// The two external surfaces of the core:
//  - rpc: newline-delimited JSON-RPC over stdio for model agents
//  - http: read API plus a long-lived SSE stream for the dashboard
// Both are thin adapters over pal-services; neither owns business logic.

pub mod http;
pub mod rpc;

pub use http::{router, serve_http};
pub use rpc::{run_stdio_server, ToolServer};
use pal_bus::EventBus;
use pal_store::Store;
use pal_types::PalConfig;

use crate::{
    AgentService, AttentionService, CheckpointService, EscalationService, HandoffService,
    LockService, MessageService, PortService, SessionService,
};

/// Entry point to the service layer. Cheap to clone; all three endpoints
/// (tool server, push server, CLI) hold one of these.
#[derive(Clone)]
pub struct Services {
    bus: EventBus,
    config: PalConfig,
}

impl Services {
    pub fn new(store: Store, config: PalConfig) -> Self {
        Self {
            bus: EventBus::new(store),
            config,
        }
    }

    pub fn from_bus(bus: EventBus, config: PalConfig) -> Self {
        Self { bus, config }
    }

    pub fn bus(&self) -> &EventBus {
        &self.bus
    }

    pub fn store(&self) -> &Store {
        self.bus.store()
    }

    pub fn config(&self) -> &PalConfig {
        &self.config
    }

    pub fn sessions(&self) -> SessionService<'_> {
        SessionService::new(&self.bus, &self.config)
    }

    pub fn ports(&self) -> PortService<'_> {
        PortService::new(&self.bus)
    }

    pub fn attention(&self) -> AttentionService<'_> {
        AttentionService::new(&self.bus, &self.config)
    }

    pub fn checkpoints(&self) -> CheckpointService<'_> {
        CheckpointService::new(&self.bus, &self.config)
    }

    pub fn escalations(&self) -> EscalationService<'_> {
        EscalationService::new(&self.bus)
    }

    pub fn handoffs(&self) -> HandoffService<'_> {
        HandoffService::new(&self.bus, &self.config)
    }

    pub fn messages(&self) -> MessageService<'_> {
        MessageService::new(&self.bus)
    }

    pub fn locks(&self) -> LockService<'_> {
        LockService::new(&self.bus)
    }

    pub fn agents(&self) -> AgentService<'_> {
        AgentService::new(&self.bus)
    }
}
use anyhow::{bail, Result};
use owo_colors::OwoColorize;
use pal_types::PortStatus;

use crate::args::PortCommand;
use crate::context::CliContext;

pub fn handle(context: &CliContext, command: PortCommand) -> Result<()> {
    let services = &context.services;

    match command {
        PortCommand::List { status, limit } => {
            let status = match status.as_deref() {
                Some(raw) => match PortStatus::parse(raw) {
                    Some(parsed) => Some(parsed),
                    None => bail!("unknown port status {:?}", raw),
                },
                None => None,
            };
            let ports = services.ports().list(status, limit)?;
            if ports.is_empty() {
                println!("no ports");
                return Ok(());
            }
            for port in ports {
                println!(
                    "{:10} {:8} {}",
                    port.id.bold(),
                    port.status.as_str(),
                    port.title.unwrap_or_default(),
                );
            }
        }
        PortCommand::Show { id } => {
            let port = services.ports().get(&id)?;
            println!("{}", serde_json::to_string_pretty(&port)?);

            let deps = services.ports().dependencies(&id)?;
            for edge in &deps.incoming {
                let marker = if edge.satisfied {
                    "✓".green().to_string()
                } else {
                    "…".yellow().to_string()
                };
                println!("  needs {} {}", edge.depends_on, marker);
            }
            for edge in &deps.outgoing {
                println!("  feeds {}", edge.port_id);
            }

            for handoff in services.handoffs().inputs(&id)? {
                println!(
                    "  handoff #{} {} from {} ({} tokens)",
                    handoff.id,
                    handoff.handoff_type.as_str(),
                    handoff.from_port,
                    handoff.token_count,
                );
            }
        }
    }

    Ok(())
}
/// Every running session attached to an external tool runtime.
pub fn running_for_runtime(conn: &Connection, runtime_id: &str) -> Result<Vec<Session>> {
    let mut stmt = conn.prepare(&format!(
        "SELECT {} FROM sessions WHERE status = 'running' AND runtime_id = ?1
         ORDER BY started_at",
        SESSION_COLS
    ))?;
    let sessions = stmt
        .query_map([runtime_id], row_to_session)?
        .collect::<std::result::Result<Vec<_>, _>>()?;
    Ok(sessions)
}

fn find_one_running(
    conn: &Connection,
    predicate: &str,
    args: &[&dyn rusqlite::ToSql],
) -> Result<Option<Session>> {
    let query = format!(
        "SELECT {} FROM sessions WHERE status = 'running' AND {} ORDER BY started_at DESC LIMIT 1",
        SESSION_COLS, predicate
    );
    let session = conn.query_row(&query, args, row_to_session).optional()?;
    Ok(session)
}

/// Close every running session started before `cutoff` and return the rows
/// as they were. The caller logs zombie_cleanup events and releases locks.
pub fn sweep_zombies(conn: &Connection, cutoff: DateTime<Utc>) -> Result<Vec<Session>> {
    let mut stmt = conn.prepare(&format!(
        "SELECT {} FROM sessions WHERE status = 'running' AND started_at < ?1",
        SESSION_COLS
    ))?;
    let zombies = stmt
        .query_map([cutoff], row_to_session)?
        .collect::<std::result::Result<Vec<_>, _>>()?;

    if !zombies.is_empty() {
        conn.execute(
            "UPDATE sessions SET status = 'complete', ended_at = ?2
             WHERE status = 'running' AND started_at < ?1",
            params![cutoff, Utc::now()],
        )?;
    }

    Ok(zombies)
}

#[cfg(test)]
mod tests {
    use super::*;
    use crate::Store;
    use chrono::Duration;
    use pal_types::fingerprint as make_fingerprint;

    fn sample(id: &str, cwd: &str, project_root: &str, started_at: DateTime<Utc>) -> Session {
        Session {
            id: id.to_string(),
            session_type: SessionType::Single,
            status: SessionStatus::Running,
            title: None,
            port_id: None,
            parent_session_id: None,
            root_session_id: id.to_string(),
            depth: 0,
            path: vec![],
            runtime_id: None,
            project_root: project_root.to_string(),
            cwd: cwd.to_string(),
            tty: Some("/dev/pts/1".to_string()),
            parent_pid: Some(100),
            fingerprint: make_fingerprint(cwd, Some("/dev/pts/1"), Some(100), started_at),
            started_at,
            ended_at: None,
            usage: TokenTotals::default(),
            cost: 0.0,
            compact_count: 0,
            last_compact_at: None,
        }
    }

    #[test]
    fn test_insert_and_get() {
        let store = Store::open_in_memory().unwrap();
        let session = sample("S1", "/work/a", "/work", Utc::now());

        store.write(|tx| insert(tx, &session)).unwrap();

        let loaded = store.read(|conn| get(conn, "S1")).unwrap().unwrap();
        assert_eq!(loaded.id, "S1");
        assert_eq!(loaded.status, SessionStatus::Running);
        assert_eq!(loaded.fingerprint, session.fingerprint);
    }

    #[test]
    fn test_finish_is_idempotent() {
        let store = Store::open_in_memory().unwrap();
        let session = sample("S1", "/work/a", "/work", Utc::now());
        store.write(|tx| insert(tx, &session)).unwrap();

        let first = store
            .write(|tx| finish(tx, "S1", SessionStatus::Complete, Utc::now()))
            .unwrap();
        assert!(first);

        // second transition is a no-op, and the terminal status is absorbing
        let second = store
            .write(|tx| finish(tx, "S1", SessionStatus::Failed, Utc::now()))
            .unwrap();
        assert!(!second);

        let loaded = store.read(|conn| get(conn, "S1")).unwrap().unwrap();
        assert_eq!(loaded.status, SessionStatus::Complete);
        assert!(loaded.ended_at.is_some());
    }

    #[test]
    fn test_add_usage_accumulates() {
        let store = Store::open_in_memory().unwrap();
        let session = sample("S1", "/work/a", "/work", Utc::now());
        store.write(|tx| insert(tx, &session)).unwrap();

        let delta = TokenTotals {
            input: 100,
            output: 10,
            cache_read: 50,
            cache_create: 0,
        };
        store.write(|tx| add_usage(tx, "S1", &delta, 0.25)).unwrap();
        store.write(|tx| add_usage(tx, "S1", &delta, 0.25)).unwrap();

        let loaded = store.read(|conn| get(conn, "S1")).unwrap().unwrap();
        assert_eq!(loaded.usage.input, 200);
        assert_eq!(loaded.usage.cache_read, 100);
        assert!((loaded.cost - 0.5).abs() < 1e-9);
    }

    #[test]
    fn test_find_active_precedence() {
        let store = Store::open_in_memory().unwrap();
        let now = Utc::now();

        let mut by_runtime = sample("S1", "/work/a", "/work", now - Duration::minutes(30));
        by_runtime.runtime_id = Some("rt-1".to_string());
        let by_cwd = sample("S2", "/work/b", "/work", now - Duration::minutes(20));
        let newest = sample("S3", "/elsewhere/c", "/elsewhere", now);

        store
            .write(|tx| {
                insert(tx, &by_runtime)?;
                insert(tx, &by_cwd)?;
                insert(tx, &newest)
            })
            .unwrap();

        // runtime id beats everything
        let found = store
            .read(|conn| find_active(conn, Some("rt-1"), None, Some("/work/b"), Some("/work")))
            .unwrap()
            .unwrap();
        assert_eq!(found.id, "S1");

        // fingerprint beats cwd
        let found = store
            .read(|conn| {
                find_active(
                    conn,
                    None,
                    Some(&by_cwd.fingerprint),
                    Some("/work/a"),
                    Some("/work"),
                )
            })
            .unwrap()
            .unwrap();
        assert_eq!(found.id, "S2");

        // cwd + project_root
        let found = store
            .read(|conn| find_active(conn, None, None, Some("/work/b"), Some("/work")))
            .unwrap()
            .unwrap();
        assert_eq!(found.id, "S2");

        // project_root only: most recent within the root
        let found = store
            .read(|conn| find_active(conn, None, None, Some("/nowhere"), Some("/work")))
            .unwrap()
            .unwrap();
        assert_eq!(found.id, "S2");

        // nothing matches: most recently started running session overall
        let found = store
            .read(|conn| find_active(conn, None, None, None, None))
            .unwrap()
            .unwrap();
        assert_eq!(found.id, "S3");
    }

    #[test]
    fn test_find_active_skips_terminal() {
        let store = Store::open_in_memory().unwrap();
        let mut old = sample("S1", "/work/a", "/work", Utc::now());
        old.runtime_id = Some("rt-1".to_string());
        store.write(|tx| insert(tx, &old)).unwrap();
        store
            .write(|tx| finish(tx, "S1", SessionStatus::Complete, Utc::now()))
            .unwrap();

        let found = store
            .read(|conn| find_active(conn, Some("rt-1"), None, None, None))
            .unwrap();
        assert!(found.is_none());
    }

    #[test]
    fn test_sweep_zombies() {
        let store = Store::open_in_memory().unwrap();
        let now = Utc::now();
        let stale = sample("old", "/work/a", "/work", now - Duration::hours(48));
        let fresh = sample("new", "/work/b", "/work", now);
        store
            .write(|tx| {
                insert(tx, &stale)?;
                insert(tx, &fresh)
            })
            .unwrap();

        let swept = store
            .write(|tx| sweep_zombies(tx, now - Duration::hours(12)))
            .unwrap();
        assert_eq!(swept.len(), 1);
        assert_eq!(swept[0].id, "old");

        let old = store.read(|conn| get(conn, "old")).unwrap().unwrap();
        assert_eq!(old.status, SessionStatus::Complete);
        assert!(old.ended_at.is_some());

        let new = store.read(|conn| get(conn, "new")).unwrap().unwrap();
        assert_eq!(new.status, SessionStatus::Running);
    }

    #[test]
    fn test_stats_and_history() {
        let store = Store::open_in_memory().unwrap();
        let now = Utc::now();
        let mut a = sample("S1", "/w/a", "/w", now);
        a.usage.input = 1000;
        let b = sample("S2", "/w/b", "/w", now);
        store
            .write(|tx| {
                insert(tx, &a)?;
                insert(tx, &b)
            })
            .unwrap();
        store
            .write(|tx| finish(tx, "S2", SessionStatus::Failed, now))
            .unwrap();

        let stats = store.read(stats).unwrap();
        assert_eq!(stats.total, 2);
        assert_eq!(stats.running, 1);
        assert_eq!(stats.failed, 1);
        assert_eq!(stats.total_tokens, 1000);

        let buckets = store.read(|conn| history(conn, 7)).unwrap();
        assert_eq!(buckets.len(), 1);
        assert_eq!(buckets[0].sessions, 2);
    }
}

------------------------------

▶ **Directions for this task**:
Scan the data above and copy each line containing the word "PortCommand".

▶ **Reply**:
use crate::args::PortCommand;
pub fn handle(context: &CliContext, command: PortCommand) -> Result<()> {
        PortCommand::List { status, limit } => {
        PortCommand::Show { id } => {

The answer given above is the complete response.